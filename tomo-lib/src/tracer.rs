//! Follow AXI-Stream connections through the
//! adapter blocks of a build
//!
//! Between the blocks we care about sit any number of
//! clock converters, register slices, broadcasters, FIFOs
//! and friends. They pass the stream through, so when
//! we meet one we continue at its other side.

use std::collections::{
    BTreeSet,
    HashSet,
    VecDeque,
};
use std::fmt;

use crate::errors::TraceError;
use crate::netlist::{
    Endpoint,
    NetlistGraph,
};

/// Where a trace ended up
#[derive(Debug, Clone, PartialEq, Eq, PartialOrd, Ord, Hash)]
pub struct TraceResult {
  /// full path of the block we found
  pub block : String,
  /// the port of that block facing us
  pub port  : String,
  /// its short type
  pub btype : String,
}

impl fmt::Display for TraceResult {
  fn fmt(&self, f: &mut fmt::Formatter) -> fmt::Result {
    write!(f, "<{}/{} [{}]>", self.block, self.port, self.btype)
  }
}

/// The input port to continue at when walking
/// backwards through a block of type `btype`, entered
/// at its output `port`.
fn upstream_port(btype : &str, port : &str) -> Option<String> {
  match btype {
    "axis_clock_converter"
    | "axis_dwidth_converter"
    | "axis_register_slice"
    | "axis_broadcaster"
    | "axis_sg_pulse"         => Some(String::from("S_AXIS")),
    // m4_axis -> s4_axis
    "axis_cdcsync_v1"         => Some(format!("s{}", port.get(1..).unwrap_or(""))),
    "sg_translator"           => Some(String::from("s_tproc_axis")),
    "axis_resampler_2x1_v1"   => Some(String::from("s_axis")),
    _                         => None
  }
}

/// Walks a `NetlistGraph`. Holds no state of its own
/// besides the graph reference, so any number of traces
/// can run from the same tracer.
pub struct PortTracer<'a> {
  graph : &'a NetlistGraph,
}

impl<'a> PortTracer<'a> {

  pub fn new(graph : &'a NetlistGraph) -> Self {
    Self { graph }
  }

  /// The output ports to continue at when walking
  /// forward through a block, None if the block
  /// does not pass streams through.
  fn downstream_ports(&self, block : &str, btype : &str) -> Result<Option<Vec<String>>, TraceError> {
    let ports = match btype {
      "axis_broadcaster" => {
        let n_out : usize = self.graph.get_param_as(block, "NUM_MI")?;
        (0..n_out).map(|k| format!("M{:02}_AXIS", k)).collect()
      }
      "axis_clock_converter"
      | "axis_dwidth_converter"
      | "axis_register_slice"
      | "axis_data_fifo"
      | "fifo_generator"         => vec![String::from("M_AXIS")],
      "axis_register_slice_nb"   => vec![String::from("m_axis")],
      "smartconnect"
      | "axi_interconnect"       => vec![String::from("M00_AXI")],
      "axis_chirp_mux"
      | "axis_wf_mux"            => vec![String::from("M00_AXIS")],
      _                          => return Ok(None)
    };
    Ok(Some(ports))
  }

  /// Follow the stream backwards from the input `start_port`
  /// of `start_block` until a block of one of `goal_types`
  /// is found.
  ///
  /// Returns `Ok(None)` if the start port itself is
  /// unconnected. Hitting an unknown block type, an
  /// unconnected or ambiguous adapter input or running
  /// in a circle is an error.
  pub fn trace_back(&self, start_block : &str, start_port : &str, goal_types : &[&str])
    -> Result<Option<TraceResult>, TraceError> {
    let start    = Endpoint::new(start_block, start_port);
    let mut here = start.clone();
    let mut visited = HashSet::<Endpoint>::new();
    loop {
      if !visited.insert(here.clone()) {
        return Err(TraceError::Loop {
          start : start.to_string(),
          block : here.block,
          port  : here.port,
        });
      }
      let mut peers = self.graph.trace_bus(&here.block, &here.port)?;
      if peers.is_empty() {
        if here == start {
          return Ok(None);
        }
        return Err(TraceError::Dangling {
          start : start.to_string(),
          block : here.block,
          port  : here.port,
        });
      }
      if peers.len() > 1 {
        return Err(TraceError::Ambiguous {
          start       : start.to_string(),
          block       : here.block,
          port        : here.port,
          n_endpoints : peers.len(),
        });
      }
      let peer  = peers.remove(0);
      let btype = self.graph.mod2type(&peer.block)?;
      if goal_types.contains(&btype) {
        return Ok(Some(TraceResult {
          block : peer.block,
          port  : peer.port,
          btype : String::from(btype),
        }));
      }
      match upstream_port(btype, &peer.port) {
        Some(port) => {
          trace!("Tracing back from {} through {} [{}]", start, peer, btype);
          here = Endpoint::new(&peer.block, &port);
        }
        None => {
          return Err(TraceError::UnrecognizedBlock {
            start : start.to_string(),
            block : peer.block,
            btype : String::from(btype),
          });
        }
      }
    }
  }

  /// Follow the stream forward from the output `start_port`
  /// of `start_block`, following every branch.
  ///
  /// Blocks of `goal_types` are collected, blocks which
  /// do not pass the stream on are dead ends. Both come
  /// back sorted, so the outcome does not depend on the
  /// order of the hardware description. With
  /// `expected_count` set, any other number of matches
  /// is an error.
  pub fn trace_forward(&self,
                       start_block    : &str,
                       start_port     : &str,
                       goal_types     : &[&str],
                       expected_count : Option<usize>)
    -> Result<Vec<TraceResult>, TraceError> {
    let mut to_check  = VecDeque::<Endpoint>::new();
    let mut visited   = HashSet::<Endpoint>::new();
    let mut found     = BTreeSet::<TraceResult>::new();
    let mut dead_ends = BTreeSet::<String>::new();
    to_check.push_back(Endpoint::new(start_block, start_port));
    while let Some(here) = to_check.pop_front() {
      if !visited.insert(here.clone()) {
        continue;
      }
      let peers = self.graph.trace_bus(&here.block, &here.port)?;
      if peers.is_empty() && (here.block != start_block || here.port != start_port) {
        dead_ends.insert(here.to_string());
      }
      for peer in peers {
        let btype = self.graph.mod2type(&peer.block)?;
        if goal_types.contains(&btype) {
          found.insert(TraceResult {
            block : peer.block,
            port  : peer.port,
            btype : String::from(btype),
          });
          continue;
        }
        match self.downstream_ports(&peer.block, btype)? {
          Some(ports) => {
            for port in ports {
              to_check.push_back(Endpoint::new(&peer.block, &port));
            }
          }
          None => {
            dead_ends.insert(peer.to_string());
          }
        }
      }
    }
    let found : Vec<TraceResult> = found.into_iter().collect();
    if let Some(expected) = expected_count {
      if found.len() != expected {
        return Err(TraceError::CountMismatch {
          start      : format!("{}/{}", start_block, start_port),
          goal_types : goal_types.iter().map(|t| String::from(*t)).collect(),
          expected,
          found,
          dead_ends  : dead_ends.into_iter().collect(),
        });
      }
    }
    Ok(found)
  }
}

#[cfg(test)]
mod tests {
  use super::*;
  use crate::netlist::HardwareDescription;
  use serde_json::{json, Value};

  fn module(path : &str, btype : &str, ifaces : &[(&str, Option<&str>)]) -> Value {
    let ifaces : Vec<Value> = ifaces.iter()
      .map(|(name, bus)| json!({ "name" : name, "bus" : bus }))
      .collect();
    json!({ "fullpath" : path,
            "vlnv"     : format!("vendor:ip:{}:1.0", btype),
            "bus_interfaces" : ifaces })
  }

  fn graph_from(modules : Vec<Value>) -> NetlistGraph {
    let desc : HardwareDescription = serde_json::from_value(json!({ "modules" : modules })).unwrap();
    NetlistGraph::from_description(&desc).unwrap()
  }

  #[test]
  fn back_through_cdcsync_and_slice() {
    let graph = graph_from(vec![
      module("rfdc",  "usp_rf_data_converter", &[("m00_axis", Some("a"))]),
      module("cdc",   "axis_cdcsync_v1",       &[("s0_axis", Some("a")), ("m0_axis", Some("b"))]),
      module("slice", "axis_register_slice",   &[("S_AXIS", Some("b")), ("M_AXIS", Some("c"))]),
      module("tomo",  "axis_tomography",       &[("S0_ADC", Some("c")), ("S1_ADC", None)]),
    ]);
    let tracer = PortTracer::new(&graph);
    let result = tracer.trace_back("tomo", "S0_ADC", &["usp_rf_data_converter"]).unwrap();
    assert_eq!(result, Some(TraceResult {
      block : String::from("rfdc"),
      port  : String::from("m00_axis"),
      btype : String::from("usp_rf_data_converter"),
    }));
    assert_eq!(tracer.trace_back("tomo", "S1_ADC", &["usp_rf_data_converter"]).unwrap(), None);
  }

  #[test]
  fn back_through_translator() {
    let graph = graph_from(vec![
      module("tproc", "axis_tproc64x32_x8",  &[("m0_axis", Some("a"))]),
      module("sg",    "sg_translator",       &[("s_tproc_axis", Some("a")), ("m_gen_v6_axis", Some("b"))]),
      module("gen",   "axis_signal_gen_v6",  &[("s1_axis", Some("b"))]),
    ]);
    let tracer = PortTracer::new(&graph);
    let result = tracer.trace_back("gen", "s1_axis", &["axis_tproc64x32_x8"]).unwrap().unwrap();
    assert_eq!(result.block, "tproc");
    assert_eq!(result.port,  "m0_axis");
  }

  #[test]
  fn back_failures() {
    let graph = graph_from(vec![
      module("mystery", "axis_mystery",       &[("M_AXIS", Some("a"))]),
      module("slice",   "axis_register_slice",&[("S_AXIS", None), ("M_AXIS", Some("b"))]),
      module("tomo",    "axis_tomography",    &[("S0_ADC", Some("a")), ("S1_ADC", Some("b"))]),
    ]);
    let tracer = PortTracer::new(&graph);
    assert!(matches!(tracer.trace_back("tomo", "S0_ADC", &["usp_rf_data_converter"]),
                     Err(TraceError::UnrecognizedBlock {..})));
    assert!(matches!(tracer.trace_back("tomo", "S1_ADC", &["usp_rf_data_converter"]),
                     Err(TraceError::Dangling {..})));
  }

  #[test]
  fn back_in_a_circle() {
    let graph = graph_from(vec![
      module("s0", "axis_register_slice", &[("S_AXIS", Some("b")), ("M_AXIS", Some("a"))]),
      module("s1", "axis_register_slice", &[("S_AXIS", Some("a")), ("M_AXIS", Some("b"))]),
    ]);
    let tracer = PortTracer::new(&graph);
    assert!(matches!(tracer.trace_back("s0", "S_AXIS", &["usp_rf_data_converter"]),
                     Err(TraceError::Loop {..})));
  }

  #[test]
  fn forward_through_broadcaster() {
    let graph = graph_from(vec![
      module("tomo",  "axis_tomography",  &[("M0_ADC", Some("a"))]),
      module("bc",    "axis_broadcaster", &[("S_AXIS", Some("a")), ("M00_AXIS", Some("b")),
                                            ("M01_AXIS", Some("c")), ("M02_AXIS", None)]),
      module("fifo",  "axis_data_fifo",   &[("S_AXIS", Some("b")), ("M_AXIS", Some("d"))]),
      module("dma_1", "axi_dma",          &[("S_AXIS_S2MM", Some("d"))]),
      module("dma_0", "axi_dma",          &[("S_AXIS_S2MM", Some("c"))]),
    ]);
    assert_eq!(graph.mod2type("bc").unwrap(), "axis_broadcaster");
    // NUM_MI is missing, so the broadcaster can not be followed
    let tracer = PortTracer::new(&graph);
    assert!(matches!(tracer.trace_forward("tomo", "M0_ADC", &["axi_dma"], None),
                     Err(TraceError::MissingParameter {..})));

    let mut with_param = vec![
      module("tomo",  "axis_tomography",  &[("M0_ADC", Some("a"))]),
      module("fifo",  "axis_data_fifo",   &[("S_AXIS", Some("b")), ("M_AXIS", Some("d"))]),
      module("dma_1", "axi_dma",          &[("S_AXIS_S2MM", Some("d"))]),
      module("dma_0", "axi_dma",          &[("S_AXIS_S2MM", Some("c"))]),
      module("sink",  "axis_terminator",  &[("S_AXIS", Some("e"))]),
    ];
    let mut bc = module("bc", "axis_broadcaster", &[("S_AXIS", Some("a")), ("M00_AXIS", Some("b")),
                                                  ("M01_AXIS", Some("c")), ("M02_AXIS", Some("e"))]);
    bc["parameters"] = json!({ "NUM_MI" : "3" });
    with_param.push(bc);
    let graph  = graph_from(with_param);
    let tracer = PortTracer::new(&graph);
    let found  = tracer.trace_forward("tomo", "M0_ADC", &["axi_dma"], Some(2)).unwrap();
    let blocks : Vec<&str> = found.iter().map(|r| r.block.as_str()).collect();
    assert_eq!(blocks, vec!["dma_0", "dma_1"]);
    match tracer.trace_forward("tomo", "M0_ADC", &["axi_dma"], Some(1)) {
      Err(TraceError::CountMismatch { expected, found, dead_ends, .. }) => {
        assert_eq!(expected, 1);
        assert_eq!(found.len(), 2);
        assert_eq!(dead_ends, vec![String::from("sink/S_AXIS")]);
      }
      other => panic!("Unexpected result {:?}", other),
    }
  }

  #[test]
  fn forward_is_order_independent() {
    use rand::seq::SliceRandom;
    use rand::thread_rng;
    let mut modules = vec![
      module("tomo",  "axis_tomography",       &[("M0_DAC", Some("a"))]),
      module("slice", "axis_register_slice",   &[("S_AXIS", Some("a")), ("M_AXIS", Some("b"))]),
      module("cc",    "axis_clock_converter",  &[("S_AXIS", Some("b")), ("M_AXIS", Some("c"))]),
      module("nb",    "axis_register_slice_nb",&[("s_axis", Some("c")), ("m_axis", Some("d"))]),
      module("rfdc",  "usp_rf_data_converter", &[("s00_axis", Some("d"))]),
    ];
    let reference = {
      let graph = graph_from(modules.clone());
      PortTracer::new(&graph).trace_forward("tomo", "M0_DAC", &["usp_rf_data_converter"], Some(1)).unwrap()
    };
    assert_eq!(reference[0].port, "s00_axis");
    let mut rng = thread_rng();
    for _ in 0..20 {
      modules.shuffle(&mut rng);
      let graph = graph_from(modules.clone());
      let result = PortTracer::new(&graph)
        .trace_forward("tomo", "M0_DAC", &["usp_rf_data_converter"], Some(1)).unwrap();
      assert_eq!(result, reference);
    }
  }
}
##########
Your instructions: Scan the lines above for the word "path" and copy every one where it occurs.

Answer to the problem:
  /// full path of the block we found
  fn module(path : &str, btype : &str, ifaces : &[(&str, Option<&str>)]) -> Value {
    json!({ "fullpath" : path,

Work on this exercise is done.